During the Civil War, Robert L. Owen Sr., who had been one of the engineers surveying for the railroad and who had risen through the ranks, succeeded McDaniel as president. The railroad became a key supply, food and troop movement route for the Confederate States Army, particularly from the capital of Richmond to the interior at Chattanooga, Tennessee. A Confederate Army regional headquarters was located at the railroad's Dublin Depot in Virginia.

The railroad moved key raw materials: copper from mines near Cleveland, Tennessee, salt from Saltville, Virginia, and saltpeter from caves throughout the region. A large lead mine was located in Wythe County, Virginia, south of Wytheville in Austinville. Almost all of the domestically–produced lead used by the Confederacy for bullets came from this mine, and it produced at least one third of the lead used by the Confederate Army. Union forces finally captured much of the railroad and destroyed tracks and rolling stock in late 1864, although service was periodically interrupted by a series of cavalry raids earlier in the war.

==The Mahone years==

After the war, the road was rebuilt and came under the control of former Confederate general William Mahone, who was already leading the Southside Railroad and the Norfolk and Petersburg Railroad. He was named president of the V&T by the end of 1867. Mahone desired to consolidate the three roads and build further west, and he worked for several years lobbying to get the needed legislation through the Virginia General Assembly.
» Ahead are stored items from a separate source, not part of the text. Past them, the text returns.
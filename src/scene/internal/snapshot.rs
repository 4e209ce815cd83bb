use crate::scene::components::{TransformComponent, Visible};
use crate::scene::drawable::{Drawable, DrawableData};
use crate::scene::light::{Light, LightData, LightId};
use crate::scene::transform::Transform;
use hecs::World;
use rayon::prelude::*;

struct DrawableEntity {
    drawable: Drawable,
    transform: Transform,
    visible: bool,
}

pub(crate) fn collect_drawables(world: &World) -> Vec<DrawableData> {
    let entities: Vec<DrawableEntity> = world
        .query::<(&Drawable, Option<&TransformComponent>, Option<&Visible>)>()
        .iter()
        .map(|(_entity, (drawable, transform, visible))| DrawableEntity {
            drawable: drawable.clone(),
            transform: transform.map(|t| t.0).unwrap_or_default(),
            visible: visible.map_or(true, |v| v.0),
        })
        .collect();

    entities
        .into_par_iter()
        .filter(|entity| entity.visible)
        .map(|entity| DrawableData::new(entity.drawable, entity.transform.matrix()))
        .collect()
}

pub(crate) fn collect_lights(world: &World) -> Vec<LightData> {
    let mut lights: Vec<LightData> = world
        .query::<(&Light, &LightId, Option<&TransformComponent>, Option<&Visible>)>()
        .iter()
        .filter(|(_entity, (_, _, _, visible))| visible.map_or(true, |v| v.0))
        .map(|(_entity, (light, id, transform, _))| {
            let transform = transform.map(|t| t.0).unwrap_or_default();
            LightData::new(*id, *light, transform.translation, transform.rotation)
        })
        .collect();
    // hecs iteration order depends on archetypes; keep frames deterministic
    lights.sort_by_key(|light| light.id);
    lights
}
In 1870, it became part of Mahone's Atlantic, Mississippi and Ohio Railroad. The letters A, M & O were said to stand for "All Mine and Otelia's." The Mahones lived in Lynchburg during this time, but moved to Petersburg in or before 1880.

The A, M & O was initially profitable, but fell victim to the Financial Panic of 1873, like many other southern railroads. Mahone was initially able to placate the English and Scottish bondholders, but the relationship soured in 1875. After several years of operating under receiverships, Mahone's role as a railroad builder ended in 1881 when Northern interests purchased the A, M, & O and renamed it Norfolk and Western.

Mahone was able to arrange for a portion of the state's proceeds of the sale to help found a school to prepare teachers to help educate black children and former slaves. The Virginia Normal and Collegiate Institute near Petersburg was forerunner of Virginia State College, which expanded to become Virginia State University.

==20th Century and modern==

Norfolk & Western Railway (N&W) was expanded west into the coalfields and eventually into a much larger system. One hundred years later, the N&W was combined with the Southern Railway, another profitable carrier, to form Norfolk Southern Corporation (NS) in 1982.

Today, much of the former Virginia and Tennessee Railroad remains in service for Norfolk Southern (NS). The Fortune 500 company, headquartered in Norfolk, transports bituminous coal, intermodal freight transport/shipping containers, automobile parts and completed vehicles, and other commodities in the 21st century global transportation markets.